The results of operations for the interim periods are not necessarily indicative of the results of operations to be expected for the year ending December 31, 2022. These unaudited interim condensed consolidated financial statements should be read in conjunction with the audited consolidated financial statements as of and for the year ended December 31, 2021, and notes thereto, which are included in the Company’s 2021 Form 10-K.
Summary of Significant Accounting Policies
As of March 31, 2022, the Company’s significant accounting policies and estimates, which are detailed in the Company’s 2021 Form 10-K, have not changed.
Principles of Consolidation
The accompanying unaudited condensed consolidated financial statements include the results of operations of Paratek Pharmaceuticals, Inc. and its wholly-owned subsidiaries, Paratek Pharma, LLC, Paratek Securities Corporation, Transcept Pharma, Inc., Paratek Ireland Limited, Paratek Royalty Corporation, Paratek Royalty Corporation II, PRTK SPV1 LLC and PRTK SPV2 LLC. All significant intercompany accounts and transactions have been eliminated in consolidation.
Use of Estimates
The preparation of the accompanying unaudited condensed consolidated financial statements, in conformity with U.S. GAAP, requires the Company to make estimates and judgments that affect the reported amounts of assets, liabilities, and expenses in the Company’s financial statements. On an ongoing basis, the Company evaluates its estimates and judgments, including those related to, among other items, accounts receivable and related reserves, inventory and related reserves, goodwill, net product revenue, government contract service revenue, government contract grant revenue, collaboration and royalty revenue, leases, stock-based compensation arrangements, amortization of the debt discount and issuance costs under the R-Bridge Loan Agreement (as defined below), manufacturing and clinical accruals, useful lives for depreciation and valuation allowances on deferred tax assets. Actual results could differ from those estimates. Changes in estimates are reflected in reported results in the period in which they become known by the Company’s management.

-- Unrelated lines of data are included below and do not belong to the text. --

use std::path::{Component, Path, PathBuf};

use super::error::StorageError;

/// Hidden directory under the root where uploads are staged before the final rename.
pub const STAGING_DIR_NAME: &str = ".staging";

/// Maps caller-supplied reference paths to absolute paths under the storage root.
///
/// This is the only place a reference path is interpreted. Everything downstream
/// works with the absolute, normalised paths it returns.
#[derive(Debug, Clone)]
pub struct PathResolver {
    root: PathBuf,
    staging: PathBuf,
}

impl PathResolver {
    /// Build a resolver for the configured root `location`.
    ///
    /// Relative locations are taken relative to the process working directory.
    /// The root does not need to exist yet.
    pub fn new(location: &str) -> Result<Self, StorageError> {
        let location = location.trim();
        if location.is_empty() {
            return Err(StorageError::InvalidConfiguration(
                "File upload location can not be empty".into(),
            ));
        }

        let root = std::path::absolute(location).map_err(|e| {
            StorageError::InvalidConfiguration(format!(
                "cannot make storage location '{location}' absolute: {e}"
            ))
        })?;
        let root = normalize(&root);

        if root.to_str().is_none() {
            return Err(StorageError::InvalidConfiguration(format!(
                "storage location {} is not valid UTF-8",
                root.display()
            )));
        }

        Ok(Self {
            staging: root.join(STAGING_DIR_NAME),
            root,
        })
    }

    /// The absolute, normalised storage root.
    pub fn root(&self) -> &Path {
        &self.root
    }

    pub fn staging_dir(&self) -> &Path {
        &self.staging
    }

    /// Resolve `ref_path` to an absolute path that is guaranteed to lie under the root.
    ///
    /// `..` segments are collapsed first, so `a/../b` is accepted while
    /// `../../etc/passwd` is rejected. Absolute inputs are always rejected.
    pub fn resolve_safe(&self, ref_path: &str) -> Result<PathBuf, StorageError> {
        if ref_path.contains('\0') {
            return Err(StorageError::InvalidReference(
                "Reference path must not contain null bytes.".into(),
            ));
        }

        let path = normalize(Path::new(ref_path));
        if matches!(
            path.components().next(),
            Some(Component::RootDir | Component::Prefix(_))
        ) {
            return Err(StorageError::InvalidReference(
                "Absolute paths are not allowed.".into(),
            ));
        }

        let resolved = normalize(&self.root.join(&path));
        if !resolved.starts_with(&self.root) {
            return Err(StorageError::InvalidReference(
                "Cannot access files/folders outside the root directory.".into(),
            ));
        }
        if resolved.starts_with(&self.staging) {
            return Err(StorageError::InvalidReference(
                "The staging area is not addressable.".into(),
            ));
        }

        Ok(resolved)
    }

    /// Project an absolute path under the root back to a `/`-separated root-relative path.
    pub fn relativize(&self, absolute: &Path) -> Option<String> {
        absolute
            .strip_prefix(&self.root)
            .ok()
            .map(to_forward_slashes)
    }
}

/// Join the normal components of `path` with `/`, whatever the platform separator.
fn to_forward_slashes(path: &Path) -> String {
    path.components()
        .filter_map(|c| match c {
            Component::Normal(segment) => Some(segment.to_string_lossy()),
            _ => None,
        })
        .collect::<Vec<_>>()
        .join("/")
}

/// Lexically collapse `.` and `..` without touching the filesystem.
///
/// Leading `..` segments of a relative path are kept; `..` directly under a
/// root stays at the root.
fn normalize(path: &Path) -> PathBuf {
    let mut out: Vec<Component<'_>> = Vec::new();
    for component in path.components() {
        match component {
            Component::CurDir => {}
            Component::ParentDir => match out.last() {
                Some(Component::Normal(_)) => {
                    out.pop();
                }
                Some(Component::RootDir | Component::Prefix(_)) => {}
                _ => out.push(component),
            },
            other => out.push(other),
        }
    }
    out.iter().collect()
}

Segment and Geographic Information
Operating segments are defined as components of an enterprise engaging in business activities for which discrete financial information is available and regularly reviewed by the chief operating decision maker in deciding how to allocate resources and in assessing performance. The Company views its operations and manages its business in one operating segment.
Concentration of Credit Risk
Financial instruments that subject the Company to credit risk consist primarily of cash, restricted cash, and accounts receivable. The Company places its cash in an accredited financial institution and this balance is above federally insured amounts. The Company has no off-balance sheet concentrations of credit risk such as foreign currency exchange contracts, option contracts or other hedging arrangements.
Accounts receivable as of March 31, 2022 includes $19.9 million due from customers for sales of NUZYRA, net of prompt payment discounts, chargebacks, rebates and certain fees. Accounts receivable as of March 31, 2022 also includes $0.7 million of government contract service revenue earned under contract with the Biomedical Advanced Research and Development Authority, or the BARDA contract, $2.5 million of government contract grant revenue earned under the BARDA contract, and estimated revenue earned of $0.6 million of royalties on SEYSARA sales under the Almirall Collaboration Agreement (as defined below) and XERAVA TM (eravacycline) sales under the Tetraphase License Agreement (as defined below). Refer to Note 7, Government Contract Revenue for further information on the BARDA contract and to Note 8, License and Collaboration Agreements for further information on the Almirall Collaboration Agreement and the Tetraphase License Agreement.